Чтобы понять, что такое «До и после», необходимо определиться с одним понятием. Жанр постановки мастер характеризует как «бриколаж». «Все это — поделки, мелкая безделица, пустяк… Изготовление самоделок, отскок шара рикошетом в бильярде. Процесс творческого сопоставления, рождающий новую моду и создающий собственный стиль», — объяснение из эпиграфа к программке. Немного туманно. Вопрос проясняет музыкальный составитель бриколажа, композитор Владимир Мартынов: «Коллаж оперирует цитатами. В «До и после» мы имеем дело не только и не столько с текстом, сколько с контекстом».
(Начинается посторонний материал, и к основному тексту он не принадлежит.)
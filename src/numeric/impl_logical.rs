use crate::dimension::AxisSet;
use crate::parallel;
use crate::Array;

/// Combine `run` into `run[0]` by repeated halving.
fn halve<F>(run: &mut [bool], op: F)
where
    F: Fn(bool, bool) -> bool,
{
    let mut len = run.len();
    while len > 1 {
        let half = (len + 1) / 2;
        for i in 0..len / 2 {
            run[i] = op(run[i], run[i + half]);
        }
        len = half;
    }
}

/// # Logical reductions
impl Array<bool> {
    /// Logical or over `axes`. An empty run gives `false`.
    ///
    /// ```
    /// use ndbuf::Array;
    ///
    /// let mut a = Array::from_shape_vec([2, 3], vec![false, true, false, false, false, false]);
    /// a.any([1]);
    /// assert_eq!(a.as_slice(), &[true, false]);
    /// ```
    pub fn any<I: Into<AxisSet>>(&mut self, axes: I) -> &mut Self {
        self.combine_runs(axes.into(), false, |x, y| x | y)
    }

    /// Logical and over `axes`. An empty run gives `true`.
    ///
    /// ```
    /// use ndbuf::Array;
    ///
    /// let mut a = Array::from_shape_vec([2, 3], vec![true, true, false, true, true, true]);
    /// a.all([0]);
    /// assert_eq!(a.as_slice(), &[true, true, false]);
    /// ```
    pub fn all<I: Into<AxisSet>>(&mut self, axes: I) -> &mut Self {
        self.combine_runs(axes.into(), true, |x, y| x & y)
    }

    fn combine_runs<F>(&mut self, axes: AxisSet, identity: bool, op: F) -> &mut Self
    where
        F: Fn(bool, bool) -> bool + Sync,
    {
        let mut collapsed = match self.collapse_axes(axes) {
            Some(collapsed) => collapsed,
            None => return self,
        };
        let span = collapsed.span;
        let out = if span == 0 {
            vec![identity; collapsed.len()]
        } else {
            parallel::for_each_unit(&mut collapsed.runs, span, |_, run| {
                halve(run, &op);
                false
            });
            collapsed.runs.iter().step_by(span).copied().collect()
        };
        self.install(collapsed.output_dim(), out);
        self
    }
}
Текст — стихи, отрывки из Ахматовой и Блока, Маяковского и Гиппиус, Есенина и Цветаевой, Бунина, Белого, Северянина, Розанова, Хлебникова, Соллогуба. Контекст — узнаваемые моменты биографий и точно расставленные исторические акценты. Герои меняются, мелькают, перехватывают друг у друга фразы, перебрасывают, точно мячики, мысли и интонации. «До и после» — это поэтический полилог, в котором все говорят со всеми, вступают во взаимодействие, туго завязывая словесную нить. Образы Любимова в большинстве своем узнаваемы. Трагические нотки Ахматовой, читающей строки из «Реквиема», безумие Мандельштама, сгинувшего в сталинских лагерях, желтая майка Маяковского, исполняющего ноктюрн «на флейте водосточных труб»… Автор расширяет временное пространство Серебряного века, включая в него и Пушкина — как предтечу, как камертон для всей русской поэзии. Он впускает туда Вознесенского и Бродского — прямых наследников Маяковского и Ахматовой. Образ Иосифа Бродского прописан подробно и ярко: Юрий Петрович был знаком с поэтом, который однажды принес ему свой перевод пьесы Тома Стоппарда «Розенкранц и Гильденстерн мертвы».
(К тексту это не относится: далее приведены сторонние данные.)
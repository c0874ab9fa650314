use thiserror::Error;

use crate::debug;
use crate::Array;

/// Error code for an error recorded on an array.
///
/// This enumeration is not exhaustive.
#[derive(Copy, Clone, Debug, PartialEq, Eq, Hash, Error)]
#[non_exhaustive]
pub enum ErrorKind {
    /// the operand array is missing
    #[error("missing operand")]
    NullOperand,
    /// incompatible shapes
    #[error("incompatible shapes")]
    ShapeMismatch,
    /// reshape to a different number of elements
    #[error("reshape changes the number of elements")]
    Reshape,
    /// negative axis length in a shape
    #[error("negative axis length")]
    NegativeAxis,
    /// index component is negative or past the end of its axis
    #[error("index out of range")]
    IndexOutOfRange,
    /// more index components than axes
    #[error("too many indices")]
    InvalidIndex,
    /// axis argument is not an axis of the array
    #[error("axis out of range")]
    AxisOutOfRange,
    /// division by zero, the result holds NaN in its place
    #[error("division by zero")]
    DivisionByZero,
    /// the user supplied reducing function failed
    #[error("reduction function failed")]
    ReductionFunction,
}

impl ErrorKind {
    /// Return `true` if an operation reporting this kind still produced its
    /// full result.
    #[inline]
    pub fn is_fatal(self) -> bool {
        self != ErrorKind::DivisionByZero
    }
}

/// An error recorded on an array, with optional diagnostic text.
///
/// The diagnostic text is only captured while [`debug`] is enabled.
#[derive(Clone, Debug, PartialEq, Eq, Error)]
#[error("{kind}{}", display_context(.context))]
pub struct ArrayError {
    kind: ErrorKind,
    context: Option<String>,
}

fn display_context(context: &Option<String>) -> String {
    match context {
        Some(text) => format!(": {}", text),
        None => String::new(),
    }
}

impl ArrayError {
    /// Create an error of the given kind without context.
    #[inline]
    pub fn from_kind(kind: ErrorKind) -> Self {
        ArrayError {
            kind,
            context: None,
        }
    }

    /// Create an error, calling `context` only if diagnostics are enabled.
    pub(crate) fn capture<F>(kind: ErrorKind, context: F) -> Self
    where
        F: FnOnce() -> String,
    {
        let context = if debug::is_enabled() { Some(context()) } else { None };
        ArrayError { kind, context }
    }

    /// Return the `ErrorKind` of this error.
    #[inline]
    pub fn kind(&self) -> ErrorKind {
        self.kind
    }

    /// Return the diagnostic text, if it was captured.
    pub fn context(&self) -> Option<&str> {
        self.context.as_deref()
    }
}

impl From<ErrorKind> for ArrayError {
    fn from(kind: ErrorKind) -> Self {
        ArrayError::from_kind(kind)
    }
}

impl PartialEq<ErrorKind> for ArrayError {
    fn eq(&self, kind: &ErrorKind) -> bool {
        self.kind == *kind
    }
}

/// Sticky fault handling.
impl<A> Array<A> {
    /// Return `true` if the array carries a fault.
    ///
    /// This does not consume the fault.
    #[inline]
    pub fn has_fault(&self) -> bool {
        self.fault.is_some()
    }

    /// Return the fault, if any, without consuming it.
    #[inline]
    pub fn fault(&self) -> Option<&ArrayError> {
        self.fault.as_ref()
    }

    /// Remove and return the fault.
    ///
    /// Each fault is observed exactly once: after this call the array
    /// accepts operations again.
    pub fn take_fault(&mut self) -> Option<ArrayError> {
        self.fault.take()
    }

    /// Convert the end of an operation chain into a `Result`.
    ///
    /// ```
    /// use ndbuf::{Array, ErrorKind};
    ///
    /// let a = Array::<f64>::zeros([2, 3]);
    /// let b = Array::<f64>::zeros([4]);
    /// let mut c = a.clone();
    /// c.add(&b);
    /// assert_eq!(c.into_result().unwrap_err().kind(), ErrorKind::ShapeMismatch);
    /// ```
    pub fn into_result(mut self) -> Result<Self, ArrayError> {
        match self.fault.take() {
            Some(error) => Err(error),
            None => Ok(self),
        }
    }

    /// Record a fault unless one is already present.
    pub(crate) fn record<F>(&mut self, kind: ErrorKind, context: F)
    where
        F: FnOnce() -> String,
    {
        if self.fault.is_none() {
            self.put_fault(ArrayError::capture(kind, context));
        }
    }

    /// Record `error` unless a fault is already present.
    pub(crate) fn put_fault(&mut self, error: ArrayError) {
        if self.fault.is_none() {
            log::debug!("array fault: {}", error);
            self.fault = Some(error);
        }
    }

    /// Take over the fault of an operand.
    ///
    /// Return `true` if `self` is faulted afterwards.
    pub(crate) fn adopt_fault<B>(&mut self, operand: &Array<B>) -> bool {
        if self.fault.is_none() {
            if let Some(error) = &operand.fault {
                log::debug!("array fault taken from operand: {}", error);
                self.fault = Some(error.clone());
            }
        }
        self.fault.is_some()
    }
}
Спектакли Любимова всегда требуют внимательного, подготовленного зрителя. Без начитанности поэтами Серебряного века, без минимального знания биографий «участников бриколажа» зритель рискует потерять нить, которая ведет к осмыслению, к целостному восприятию действа. Дабы этого не случилось, мэтр порой делает пояснения для публики, называя внешне менее узнаваемых персонажей (например, Василия Розанова, Осипа Мандельштама), проговаривая (но не часто) всем знакомые строчки, упоминая наиболее раскрученные биографические сюжеты.
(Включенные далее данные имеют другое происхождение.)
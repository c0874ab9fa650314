//! Bulk arithmetic primitives used by the arithmetic executor.
//!
//! Each primitive combines a destination slice with an equally long right
//! hand side (or with a repeated scalar) and reports whether a division by
//! zero occurred. The loops are written so that the compiler can vectorize
//! them; the executor does not depend on how they are implemented.

use std::iter;

use crate::NdFloat;

/// Element-wise binary operator.
#[derive(Copy, Clone, Debug, PartialEq, Eq, Hash)]
pub(crate) enum BinaryOp {
    Add,
    Sub,
    Mul,
    Div,
    Pow,
}

impl BinaryOp {
    pub(crate) fn name(self) -> &'static str {
        match self {
            BinaryOp::Add => "add",
            BinaryOp::Sub => "sub",
            BinaryOp::Mul => "mul",
            BinaryOp::Div => "div",
            BinaryOp::Pow => "pow",
        }
    }
}

/// `dst[i] = dst[i] op rhs[i]`
///
/// Returns `true` if a division by zero produced NaN.
pub(crate) fn zip_slice<A: NdFloat>(op: BinaryOp, dst: &mut [A], rhs: &[A]) -> bool {
    debug_assert_eq!(dst.len(), rhs.len());
    apply(op, dst, rhs.iter().copied())
}

/// `dst[i] = dst[i] op rhs`
///
/// Returns `true` if a division by zero produced NaN.
pub(crate) fn zip_scalar<A: NdFloat>(op: BinaryOp, dst: &mut [A], rhs: A) -> bool {
    apply(op, dst, iter::repeat(rhs))
}

#[inline(always)]
fn apply<A, I>(op: BinaryOp, dst: &mut [A], rhs: I) -> bool
where
    A: NdFloat,
    I: Iterator<Item = A>,
{
    match op {
        BinaryOp::Add => {
            dst.iter_mut().zip(rhs).for_each(|(x, y)| *x += y);
            false
        }
        BinaryOp::Sub => {
            dst.iter_mut().zip(rhs).for_each(|(x, y)| *x -= y);
            false
        }
        BinaryOp::Mul => {
            dst.iter_mut().zip(rhs).for_each(|(x, y)| *x *= y);
            false
        }
        BinaryOp::Div => {
            let mut singular = false;
            for (x, y) in dst.iter_mut().zip(rhs) {
                if y.is_zero() {
                    *x = A::nan();
                    singular = true;
                } else {
                    *x /= y;
                }
            }
            singular
        }
        BinaryOp::Pow => {
            let mut singular = false;
            for (x, y) in dst.iter_mut().zip(rhs) {
                // 0 ** -y is 1 / 0 ** y
                if x.is_zero() && y < A::zero() {
                    *x = A::nan();
                    singular = true;
                } else {
                    *x = x.powf(y);
                }
            }
            singular
        }
    }
}

#[cfg(test)]
mod tests {
    use super::{zip_scalar, zip_slice, BinaryOp};

    #[test]
    fn arithmetic() {
        let mut xs = [1., 2., 3., 4.];
        assert!(!zip_slice(BinaryOp::Add, &mut xs, &[1., 1., 1., 1.]));
        assert_eq!(xs, [2., 3., 4., 5.]);
        assert!(!zip_slice(BinaryOp::Mul, &mut xs, &[2., 0., 1., -1.]));
        assert_eq!(xs, [4., 0., 4., -5.]);
        assert!(!zip_scalar(BinaryOp::Sub, &mut xs, 1.));
        assert_eq!(xs, [3., -1., 3., -6.]);
        assert!(!zip_scalar(BinaryOp::Pow, &mut xs, 2.));
        assert_eq!(xs, [9., 1., 9., 36.]);
    }

    #[test]
    fn division_by_zero() {
        let mut xs = [1f64, 2., 3.];
        assert!(zip_slice(BinaryOp::Div, &mut xs, &[2., 0., 3.]));
        assert_eq!(xs[0], 0.5);
        assert!(xs[1].is_nan());
        assert_eq!(xs[2], 1.);

        let mut xs = [0f32, 2.];
        assert!(zip_scalar(BinaryOp::Pow, &mut xs, -1.));
        assert!(xs[0].is_nan());
        assert_eq!(xs[1], 0.5);
    }
}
«Чтобы создать этот бриколаж, мне нужно было многое прочитать, многое обдумать, и это было мне интересно, — говорит Юрий Любимов. — За свою долгую жизнь я поставил очень много спектаклей. Так много, что не имеет значения: работать над сто двадцатым или над сто двадцать первым? Поэтому мне хочется делать то, что я еще не пробовал».
Спектакль «До и после» построен на приеме монтажа. Склейки из стихотворений и прозы, спайки из дневниковых записей, реплик, хоровых и звуковых вставок; потрясающая пластика актеров, выполняющих порой невероятные чудеса эквилибристики; движения масок — послушных марионеток, подчеркивающих именно кукольность, гротесковую театральность действа, — все это в конечном итоге сливается в единую, мощную художественно-поэтическую картину. «»До и после», — замечает мастер, — это не пьеса, не коллаж, а какое-то многорукое сплетение, которому придает гармонию пространство «Черного квадрата»» — символа таинственного и неразгаданного, способного означать как поэтическую бесконечность космоса, так и черные провалы истории XX века.